=== Work task ===
Write out each line of the entries below that holds the word "IoChain".

....

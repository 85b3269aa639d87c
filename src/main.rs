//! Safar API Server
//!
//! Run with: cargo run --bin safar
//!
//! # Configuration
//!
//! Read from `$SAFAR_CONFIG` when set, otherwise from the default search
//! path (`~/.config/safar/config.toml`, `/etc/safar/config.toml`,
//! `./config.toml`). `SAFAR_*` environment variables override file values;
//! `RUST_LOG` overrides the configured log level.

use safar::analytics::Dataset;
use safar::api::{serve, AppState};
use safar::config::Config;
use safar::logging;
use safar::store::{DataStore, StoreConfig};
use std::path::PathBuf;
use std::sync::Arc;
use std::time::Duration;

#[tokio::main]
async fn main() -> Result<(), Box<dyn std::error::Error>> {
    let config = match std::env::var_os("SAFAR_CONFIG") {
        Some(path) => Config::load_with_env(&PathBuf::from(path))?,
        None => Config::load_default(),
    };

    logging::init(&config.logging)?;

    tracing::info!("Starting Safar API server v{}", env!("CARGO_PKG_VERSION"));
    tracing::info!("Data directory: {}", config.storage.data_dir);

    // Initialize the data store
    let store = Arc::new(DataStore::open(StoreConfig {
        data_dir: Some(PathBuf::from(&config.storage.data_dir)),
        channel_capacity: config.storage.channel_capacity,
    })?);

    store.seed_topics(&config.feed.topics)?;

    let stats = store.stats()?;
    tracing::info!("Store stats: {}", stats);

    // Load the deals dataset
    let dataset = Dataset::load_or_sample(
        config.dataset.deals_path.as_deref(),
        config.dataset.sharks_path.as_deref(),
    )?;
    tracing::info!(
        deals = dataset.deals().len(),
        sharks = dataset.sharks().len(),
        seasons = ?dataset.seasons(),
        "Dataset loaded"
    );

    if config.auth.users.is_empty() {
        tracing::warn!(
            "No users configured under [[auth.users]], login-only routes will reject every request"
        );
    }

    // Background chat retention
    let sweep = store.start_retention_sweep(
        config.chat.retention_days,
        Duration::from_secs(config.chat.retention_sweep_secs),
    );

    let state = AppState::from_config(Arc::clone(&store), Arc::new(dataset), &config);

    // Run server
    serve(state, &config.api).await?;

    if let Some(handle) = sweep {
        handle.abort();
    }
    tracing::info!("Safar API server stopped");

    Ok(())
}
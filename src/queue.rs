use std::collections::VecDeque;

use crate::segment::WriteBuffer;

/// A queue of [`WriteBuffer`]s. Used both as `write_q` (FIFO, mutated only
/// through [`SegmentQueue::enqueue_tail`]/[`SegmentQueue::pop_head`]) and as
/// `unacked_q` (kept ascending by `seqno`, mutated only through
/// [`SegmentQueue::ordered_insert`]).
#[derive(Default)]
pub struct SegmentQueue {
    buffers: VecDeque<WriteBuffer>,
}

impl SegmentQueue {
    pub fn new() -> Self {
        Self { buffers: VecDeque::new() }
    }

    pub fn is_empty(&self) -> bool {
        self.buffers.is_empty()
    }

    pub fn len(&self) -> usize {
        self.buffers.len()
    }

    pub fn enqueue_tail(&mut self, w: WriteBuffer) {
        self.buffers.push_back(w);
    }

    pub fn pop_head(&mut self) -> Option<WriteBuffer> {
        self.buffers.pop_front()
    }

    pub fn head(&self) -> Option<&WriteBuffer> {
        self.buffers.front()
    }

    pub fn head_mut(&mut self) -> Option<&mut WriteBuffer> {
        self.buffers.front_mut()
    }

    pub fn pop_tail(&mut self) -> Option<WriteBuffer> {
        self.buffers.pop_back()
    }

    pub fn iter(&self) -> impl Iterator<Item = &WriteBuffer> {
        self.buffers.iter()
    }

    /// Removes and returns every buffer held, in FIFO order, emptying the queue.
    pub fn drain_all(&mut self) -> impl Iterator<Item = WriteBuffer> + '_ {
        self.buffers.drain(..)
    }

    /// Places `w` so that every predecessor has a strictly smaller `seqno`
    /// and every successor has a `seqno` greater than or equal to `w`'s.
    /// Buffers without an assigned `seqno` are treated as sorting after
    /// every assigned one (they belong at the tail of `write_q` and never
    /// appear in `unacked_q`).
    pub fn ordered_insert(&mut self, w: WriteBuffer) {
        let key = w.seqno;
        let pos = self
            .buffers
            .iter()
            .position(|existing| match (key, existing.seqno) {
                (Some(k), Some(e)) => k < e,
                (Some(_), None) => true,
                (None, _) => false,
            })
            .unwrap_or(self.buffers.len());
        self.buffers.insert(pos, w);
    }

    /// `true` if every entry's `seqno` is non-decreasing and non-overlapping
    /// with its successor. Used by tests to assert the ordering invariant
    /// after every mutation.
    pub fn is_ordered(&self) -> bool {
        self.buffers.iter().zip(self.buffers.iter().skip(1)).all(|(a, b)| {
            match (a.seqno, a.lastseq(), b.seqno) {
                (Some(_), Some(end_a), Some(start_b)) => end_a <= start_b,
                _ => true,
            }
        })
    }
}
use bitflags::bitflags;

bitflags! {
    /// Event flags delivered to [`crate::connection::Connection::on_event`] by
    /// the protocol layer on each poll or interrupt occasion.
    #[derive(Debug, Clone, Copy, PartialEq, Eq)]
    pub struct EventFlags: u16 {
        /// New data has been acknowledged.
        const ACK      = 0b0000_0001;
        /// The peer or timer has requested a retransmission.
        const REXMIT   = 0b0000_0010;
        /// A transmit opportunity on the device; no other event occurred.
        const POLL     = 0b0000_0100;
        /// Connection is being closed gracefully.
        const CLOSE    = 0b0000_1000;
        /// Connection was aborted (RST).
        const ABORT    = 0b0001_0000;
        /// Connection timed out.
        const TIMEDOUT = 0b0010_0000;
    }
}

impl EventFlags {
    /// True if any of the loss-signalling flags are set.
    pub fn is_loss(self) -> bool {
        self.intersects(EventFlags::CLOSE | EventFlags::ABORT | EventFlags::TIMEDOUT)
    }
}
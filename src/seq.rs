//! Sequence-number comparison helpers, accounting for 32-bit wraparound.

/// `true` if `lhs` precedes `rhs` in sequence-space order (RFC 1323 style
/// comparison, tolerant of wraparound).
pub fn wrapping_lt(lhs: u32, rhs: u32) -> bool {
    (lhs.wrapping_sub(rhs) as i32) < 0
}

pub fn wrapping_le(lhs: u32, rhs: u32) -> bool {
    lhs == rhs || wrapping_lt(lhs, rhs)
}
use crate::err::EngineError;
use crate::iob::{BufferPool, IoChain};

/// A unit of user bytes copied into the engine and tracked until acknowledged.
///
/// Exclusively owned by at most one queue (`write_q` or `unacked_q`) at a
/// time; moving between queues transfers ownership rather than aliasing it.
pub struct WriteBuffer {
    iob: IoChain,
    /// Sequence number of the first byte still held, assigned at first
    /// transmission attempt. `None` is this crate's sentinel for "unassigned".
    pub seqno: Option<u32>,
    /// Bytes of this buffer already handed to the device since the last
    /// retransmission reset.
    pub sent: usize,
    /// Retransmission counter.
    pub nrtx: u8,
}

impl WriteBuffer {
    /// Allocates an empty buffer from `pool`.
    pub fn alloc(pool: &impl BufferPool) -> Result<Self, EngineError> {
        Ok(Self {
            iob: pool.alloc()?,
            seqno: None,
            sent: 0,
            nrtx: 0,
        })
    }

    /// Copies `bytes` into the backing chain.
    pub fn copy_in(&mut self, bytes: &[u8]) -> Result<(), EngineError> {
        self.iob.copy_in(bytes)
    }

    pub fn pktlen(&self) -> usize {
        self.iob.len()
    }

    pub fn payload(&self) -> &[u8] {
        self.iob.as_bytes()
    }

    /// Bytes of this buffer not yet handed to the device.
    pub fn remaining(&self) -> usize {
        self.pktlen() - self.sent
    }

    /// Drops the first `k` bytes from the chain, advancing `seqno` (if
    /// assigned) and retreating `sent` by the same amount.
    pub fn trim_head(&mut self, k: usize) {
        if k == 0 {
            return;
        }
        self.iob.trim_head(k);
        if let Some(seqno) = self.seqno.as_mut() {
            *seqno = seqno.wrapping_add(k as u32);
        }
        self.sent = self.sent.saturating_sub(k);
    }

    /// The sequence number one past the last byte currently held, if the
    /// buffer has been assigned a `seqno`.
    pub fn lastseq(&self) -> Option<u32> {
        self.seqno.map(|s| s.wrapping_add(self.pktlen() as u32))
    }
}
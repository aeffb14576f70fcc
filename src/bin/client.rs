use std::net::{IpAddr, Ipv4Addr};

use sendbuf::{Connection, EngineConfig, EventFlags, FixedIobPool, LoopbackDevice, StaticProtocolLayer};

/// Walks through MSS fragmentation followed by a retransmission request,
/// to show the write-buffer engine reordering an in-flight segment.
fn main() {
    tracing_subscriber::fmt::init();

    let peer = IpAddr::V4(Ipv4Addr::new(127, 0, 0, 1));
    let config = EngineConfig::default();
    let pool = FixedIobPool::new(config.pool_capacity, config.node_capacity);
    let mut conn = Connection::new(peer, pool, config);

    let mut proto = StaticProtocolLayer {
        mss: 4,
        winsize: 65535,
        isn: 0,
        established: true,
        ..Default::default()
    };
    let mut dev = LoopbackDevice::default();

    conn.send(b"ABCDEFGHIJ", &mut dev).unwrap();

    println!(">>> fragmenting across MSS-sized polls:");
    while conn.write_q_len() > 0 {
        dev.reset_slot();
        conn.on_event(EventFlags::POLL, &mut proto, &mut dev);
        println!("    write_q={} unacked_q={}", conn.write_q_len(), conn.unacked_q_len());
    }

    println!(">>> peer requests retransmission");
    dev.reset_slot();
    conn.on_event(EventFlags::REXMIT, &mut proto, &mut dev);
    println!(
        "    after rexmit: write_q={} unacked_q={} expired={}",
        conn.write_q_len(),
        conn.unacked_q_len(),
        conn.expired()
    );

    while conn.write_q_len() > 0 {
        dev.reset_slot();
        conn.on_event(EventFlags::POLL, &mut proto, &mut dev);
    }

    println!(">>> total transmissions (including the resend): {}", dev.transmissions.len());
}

....

=== Result of the task ===
use crate::iob::{BufferPool, IoChain};
    iob: IoChain,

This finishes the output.